MOZART Piano Sonata No. 4 in E-flat major, K. 282
BEETHOVEN Piano Sonata No. 31 in A-flat major, Op. 110
– intermission –
MOZART Piano Sonata No. 10 in С major, K.330
BEETHOVEN Piano Sonata No. 32 in С minor, Op. 111
Mikhail Pletnev piano
A Budapest audience was privileged to hear the globetrotting pianist phenomenon Mikhail Pletnev for the first time in 1987. “Pletnev knows everything about the piano and its tonality. [...] He discovers joy in his instrument and even more so in the composition being performed. This exhilaration, however, is not a private matter, he shares every moment of it with his audience.” This glowing tribute was written after the debut at the Liszt Academy of the pianist, victorious winner of the 1978 Moscow Tchaikovsky Competition, and there will be no less exhilaration in store for concertgoers of this solo concert featuring a pair of sonatas by Mozart and by Beethoven. The fact is that although in the intervening decades Pletnev has won international acclaim both as founder of an orchestra and conductor, the 62-year-old master’s piano playing remains to this day of unquestionable authority among contemporary greats of the instrument.

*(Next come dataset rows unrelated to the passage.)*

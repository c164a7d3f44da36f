//! Business metrics for the marketplace.
//!
//! # Exported Metrics
//!
//! ## Counters
//! - `tourbook_bookings_created_total` - Bookings created
//! - `tourbook_booking_transitions_total{to}` - Status transitions by target status
//! - `tourbook_refunds_cents_total` - Refunds settled, in cents
//! - `tourbook_commission_cents_total` - Commission settled at completion, in cents
//! - `tourbook_payment_replays_total` - Duplicate payment webhooks absorbed
//! - `tourbook_write_conflicts_total{operation}` - Lost optimistic-concurrency races
//! - `tourbook_sweep_completed_total` - Bookings completed by the sweeper
//!
//! ## Histograms
//! - `tourbook_stats_duration_seconds` - Time to build a platform statistics snapshot

use crate::types::{BookingStatus, Money};
use metrics::{describe_counter, describe_histogram};
use metrics_exporter_prometheus::{BuildError, Matcher, PrometheusBuilder};
use std::net::SocketAddr;
use std::time::Duration;

/// Register all metric descriptions.
///
/// Call once at startup, before any metric is recorded.
pub fn register_metrics() {
    describe_counter!("tourbook_bookings_created_total", "Total number of bookings created");
    describe_counter!(
        "tourbook_booking_transitions_total",
        "Booking status transitions by target status"
    );
    describe_counter!("tourbook_refunds_cents_total", "Total refunds settled in cents");
    describe_counter!(
        "tourbook_commission_cents_total",
        "Total platform commission settled in cents"
    );
    describe_counter!(
        "tourbook_payment_replays_total",
        "Payment confirmations that repeated an already recorded reference"
    );
    describe_counter!(
        "tourbook_write_conflicts_total",
        "Booking writes rejected because another writer got there first"
    );
    describe_counter!(
        "tourbook_sweep_completed_total",
        "Bookings completed by the scheduled sweep"
    );
    describe_histogram!(
        "tourbook_stats_duration_seconds",
        "Time taken to build a platform statistics snapshot"
    );

    tracing::info!("Business metrics registered");
}

/// Install the Prometheus recorder and serve `/metrics` on `addr`.
///
/// Must run inside a Tokio runtime.
///
/// # Errors
///
/// Returns [`BuildError`] if the exporter cannot be built or a recorder is already installed.
pub fn install_prometheus(addr: SocketAddr) -> Result<(), BuildError> {
    PrometheusBuilder::new()
        .with_http_listener(addr)
        .set_buckets_for_metric(
            Matcher::Suffix("duration_seconds".to_string()),
            &[0.001, 0.005, 0.01, 0.025, 0.05, 0.1, 0.25, 0.5, 1.0, 2.5, 5.0],
        )?
        .install()?;

    register_metrics();
    tracing::info!(%addr, "Metrics exporter listening");
    Ok(())
}

// ============================================================================
// Metric Recording Functions
// ============================================================================

/// Record a booking created.
pub fn record_booking_created(total: Money) {
    metrics::counter!("tourbook_bookings_created_total").increment(1);
    tracing::debug!(total_cents = total.cents(), "Recorded booking_created metric");
}

/// Record a status transition.
pub fn record_transition(to: BookingStatus) {
    metrics::counter!("tourbook_booking_transitions_total", "to" => to.as_str()).increment(1);
}

/// Record a refund settled on cancellation.
pub fn record_refund(amount: Money) {
    if !amount.is_zero() {
        metrics::counter!("tourbook_refunds_cents_total").increment(amount.cents());
    }
}

/// Record commission settled on completion.
pub fn record_commission(amount: Money) {
    metrics::counter!("tourbook_commission_cents_total").increment(amount.cents());
}

/// Record a duplicate payment confirmation.
pub fn record_payment_replay() {
    metrics::counter!("tourbook_payment_replays_total").increment(1);
}

/// Record a lost write race.
pub fn record_write_conflict(operation: &'static str) {
    metrics::counter!("tourbook_write_conflicts_total", "operation" => operation).increment(1);
}

/// Record bookings completed by one sweep.
pub fn record_sweep_completed(count: usize) {
    metrics::counter!("tourbook_sweep_completed_total").increment(count as u64);
}

/// Record how long a statistics snapshot took.
pub fn record_stats_duration(elapsed: Duration) {
    metrics::histogram!("tourbook_stats_duration_seconds").record(elapsed.as_secs_f64());
}
impl BookingService {
    /// Create a service that logs events.
    #[must_use]
    pub fn new(ledger: Arc<dyn LedgerStore>, env: BookingEnvironment) -> Self {
        Self {
            ledger,
            reducer: BookingReducer::new(),
            env,
            notifier: Arc::new(LogNotifier),
        }
    }

    /// Replace the notifier.
    #[must_use]
    pub fn with_notifier(mut self, notifier: Arc<dyn BookingNotifier>) -> Self {
        self.notifier = notifier;
        self
    }

    /// The environment the reducer runs with.
    #[must_use]
    pub const fn environment(&self) -> &BookingEnvironment {
        &self.env
    }

    /// Create a booking in `pending_payment` for the acting tourist.
    ///
    /// # Errors
    ///
    /// - [`BookingError::Forbidden`] if the actor is not an active tourist
    /// - [`BookingError::NotFound`] if the tourist, guide or tour does not exist
    /// - [`BookingError::Validation`] if the request breaks a booking rule
    /// - [`BookingError::Store`] if the ledger fails
    pub async fn create(&self, actor: Actor, request: CreateBooking) -> Result<Booking, BookingError> {
        if actor.role != Role::Tourist {
            return Err(BookingError::Forbidden("only tourists can book tours".to_string()));
        }
        let special_requests = normalize_special_requests(request.special_requests)?;

        let (tourist, guide, tour) = futures::try_join!(
            self.ledger.get_user(actor.id),
            self.ledger.get_user(request.guide_id),
            self.ledger.get_tour(request.tour_id),
        )?;
        let tourist = tourist.ok_or_else(|| BookingError::not_found("user", actor.id))?;
        let guide = guide.ok_or_else(|| BookingError::not_found("guide", request.guide_id))?;
        let tour = tour.ok_or_else(|| BookingError::not_found("tour", request.tour_id))?;

        let mut state = None;
        let events = self.reducer.reduce(
            &mut state,
            BookingAction::Create(Box::new(NewBooking {
                id: BookingId::new(),
                actor,
                tourist,
                guide,
                tour,
                date: request.date,
                number_of_people: request.number_of_people,
                special_requests,
            })),
            &self.env,
        )?;
        let booking = state
            .ok_or_else(|| BookingError::InvalidState("booking was not created".to_string()))?;

        self.ledger.create_booking(booking.clone()).await?;

        metrics::record_booking_created(booking.total_amount);
        tracing::info!(
            booking_id = %booking.id,
            to = %booking.status,
            actor = %actor,
            total_cents = booking.total_amount.cents(),
            "Booking created"
        );
        self.publish(&booking, &events).await;
        Ok(booking)
    }

    /// Record a confirmed payment.
    ///
    /// Repeating the same reference returns the booking unchanged.
    ///
    /// # Errors
    ///
    /// - [`BookingError::Validation`] if the reference is empty or too long
    /// - [`BookingError::NotFound`] if the booking does not exist
    /// - [`BookingError::InvalidState`] if the booking is not awaiting payment, or the
    ///   reference already paid for another booking
    pub async fn mark_paid(
        &self,
        booking_id: BookingId,
        reference: PaymentReference,
    ) -> Result<Booking, BookingError> {
        self.record_payment(booking_id, reference, None).await
    }

    /// Record a payment the provider reports together with the amount it charged.
    ///
    /// # Errors
    ///
    /// As [`mark_paid`](Self::mark_paid), plus [`BookingError::Validation`] if `amount`
    /// differs from the booking total.
    pub async fn confirm_payment(
        &self,
        booking_id: BookingId,
        reference: PaymentReference,
        amount: Money,
    ) -> Result<Booking, BookingError> {
        self.record_payment(booking_id, reference, Some(amount)).await
    }

    async fn record_payment(
        &self,
        booking_id: BookingId,
        reference: PaymentReference,
        amount: Option<Money>,
    ) -> Result<Booking, BookingError> {
        let trimmed = reference.as_str().trim();
        if trimmed.is_empty() || trimmed.chars().count() > MAX_PAYMENT_REFERENCE_CHARS {
            return Err(BookingError::Validation(
                "payment reference must be 1 to 200 characters".to_string(),
            ));
        }
        let reference = PaymentReference::new(trimmed);
        let action = BookingAction::MarkPaid {
            reference: reference.clone(),
            amount,
        };

        let transition = match self.try_apply(booking_id, action.clone(), None).await {
            Err(BookingError::Store(err)) if err.is_conflict() => {
                tracing::debug!(booking_id = %booking_id, "Payment raced another write; reloading");
                self.try_apply(booking_id, action, None).await
            },
            other => other,
        }
        .map_err(|err| match err {
            BookingError::Store(StoreError::Duplicate(_)) => {
                tracing::warn!(
                    booking_id = %booking_id,
                    reference = %reference,
                    "Payment reference already settled another booking"
                );
                BookingError::InvalidState(
                    "payment reference already used by another booking".to_string(),
                )
            },
            other => lost_race(other, "mark_paid"),
        })?;

        if transition.events.is_empty() {
            metrics::record_payment_replay();
            tracing::info!(booking_id = %booking_id, "Payment confirmation replayed");
        }
        Ok(transition.booking)
    }

    /// The guide accepts or declines a paid booking.
    ///
    /// # Errors
    ///
    /// - [`BookingError::Forbidden`] if the actor is not the booking's guide
    /// - [`BookingError::InvalidState`] if the booking is not `pending`
    pub async fn guide_decision(
        &self,
        booking_id: BookingId,
        actor: Actor,
        decision: Decision,
    ) -> Result<Booking, BookingError> {
        self.try_apply(booking_id, BookingAction::GuideDecision { actor, decision }, Some(actor))
            .await
            .map(|t| t.booking)
            .map_err(|err| lost_race(err, "guide_decision"))
    }

    /// Cancel a booking on behalf of its tourist, its guide or an admin.
    ///
    /// # Errors
    ///
    /// - [`BookingError::Forbidden`] if the actor is not a participant or admin
    /// - [`BookingError::InvalidState`] if the booking cannot be cancelled from its status
    pub async fn cancel(&self, booking_id: BookingId, actor: Actor) -> Result<Booking, BookingError> {
        self.try_apply(booking_id, BookingAction::Cancel { actor }, Some(actor))
            .await
            .map(|t| t.booking)
            .map_err(|err| lost_race(err, "cancel"))
    }

    /// Complete a confirmed booking whose tour date has passed.
    ///
    /// # Errors
    ///
    /// [`BookingError::InvalidState`] if the booking is not `confirmed` or the tour is ahead.
    pub async fn complete(&self, booking_id: BookingId) -> Result<Booking, BookingError> {
        self.try_apply(booking_id, BookingAction::Complete, None)
            .await
            .map(|t| t.booking)
            .map_err(|err| lost_race(err, "complete"))
    }

    /// Load a booking for one of its participants or an admin.
    ///
    /// # Errors
    ///
    /// - [`BookingError::NotFound`] if the booking does not exist
    /// - [`BookingError::Forbidden`] if the actor may not see it
    pub async fn get(&self, booking_id: BookingId, actor: Actor) -> Result<Booking, BookingError> {
        let booking = self.load(booking_id).await?;
        if actor.is_admin() || booking.is_participant(&actor) {
            Ok(booking)
        } else {
            Err(BookingError::Forbidden(
                "only the booking's tourist, its guide or an admin can view it".to_string(),
            ))
        }
    }

    /// Complete up to `limit` confirmed bookings whose tour date has passed.
    ///
    /// Each booking is written conditionally on the version that was read, so several
    /// replicas may sweep at once; whoever loses a race skips that booking.
    ///
    /// # Errors
    ///
    /// [`BookingError::Store`] if the due bookings cannot be listed.
    pub async fn sweep_due(&self, limit: usize) -> Result<SweepReport, BookingError> {
        let now = self.env.clock.now();
        let due = self.ledger.due_for_completion(now, limit).await?;
        let mut report = SweepReport::default();

        for booking in due {
            let booking_id = booking.id;
            match self.apply_to(booking, BookingAction::Complete, None).await {
                Ok(transition) if transition.events.is_empty() => report.skipped += 1,
                Ok(_) => report.completed += 1,
                Err(BookingError::Store(err)) if err.is_conflict() => {
                    metrics::record_write_conflict("sweep");
                    tracing::debug!(booking_id = %booking_id, "Booking changed during sweep; skipped");
                    report.skipped += 1;
                },
                Err(err) => {
                    tracing::warn!(booking_id = %booking_id, error = %err, "Could not complete booking");
                    report.failed += 1;
                },
            }
        }

        metrics::record_sweep_completed(report.completed);
        if report != SweepReport::default() {
            tracing::info!(
                completed = report.completed,
                skipped = report.skipped,
                failed = report.failed,
                "Completion sweep finished"
            );
        }
        Ok(report)
    }

    async fn load(&self, booking_id: BookingId) -> Result<Booking, BookingError> {
        self.ledger
            .get_booking(booking_id)
            .await?
            .ok_or_else(|| BookingError::not_found("booking", booking_id))
    }

    async fn try_apply(
        &self,
        booking_id: BookingId,
        action: BookingAction,
        actor: Option<Actor>,
    ) -> Result<Transition, BookingError> {
        let current = self.load(booking_id).await?;
        self.apply_to(current, action, actor).await
    }

    /// Reduce and write back. Conflicts are returned raw as `BookingError::Store`.
    async fn apply_to(
        &self,
        current: Booking,
        action: BookingAction,
        actor: Option<Actor>,
    ) -> Result<Transition, BookingError> {
        let from = current.status;
        let expected = current.version;
        let operation = action.name();

        let mut state = Some(current);
        let events = self.reducer.reduce(&mut state, action, &self.env)?;
        let booking = state
            .ok_or_else(|| BookingError::InvalidState("booking does not exist".to_string()))?;

        if events.is_empty() {
            return Ok(Transition { booking, events });
        }

        let stored = self.ledger.update_booking(booking, expected).await?;

        let who = actor.map_or_else(|| "system".to_string(), |a| a.to_string());
        tracing::info!(
            booking_id = %stored.id,
            from = %from,
            to = %stored.status,
            actor = %who,
            operation,
            "Booking transition"
        );
        record_event_metrics(&events);
        self.publish(&stored, &events).await;

        Ok(Transition {
            booking: stored,
            events,
        })
    }

    async fn publish(&self, booking: &Booking, events: &[BookingEvent]) {
        for event in events {
            if let Err(err) = self.notifier.notify(booking, event).await {
                tracing::warn!(booking_id = %booking.id, error = %err, "Booking notification failed");
            }
        }
    }
}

The Russian artist has positioned the two Mozart sonatas dating from 1774 and 1783 in the company of a brace of Beethoven’s late sonatas. The concert programme concludes with the two-movement sonata in C minor (1822), which receives a memorable role in the pages of Doctor Faustus by Thomas Mann. In the novel, the author has the musician Wendell Kretzschmar articulate a profound insight into the work, which is verified in life by this concert of Mikhail Pletnev: the second movement (Arietta) is Beethoven’s final farewell to the sonata as a genre and as a traditional form.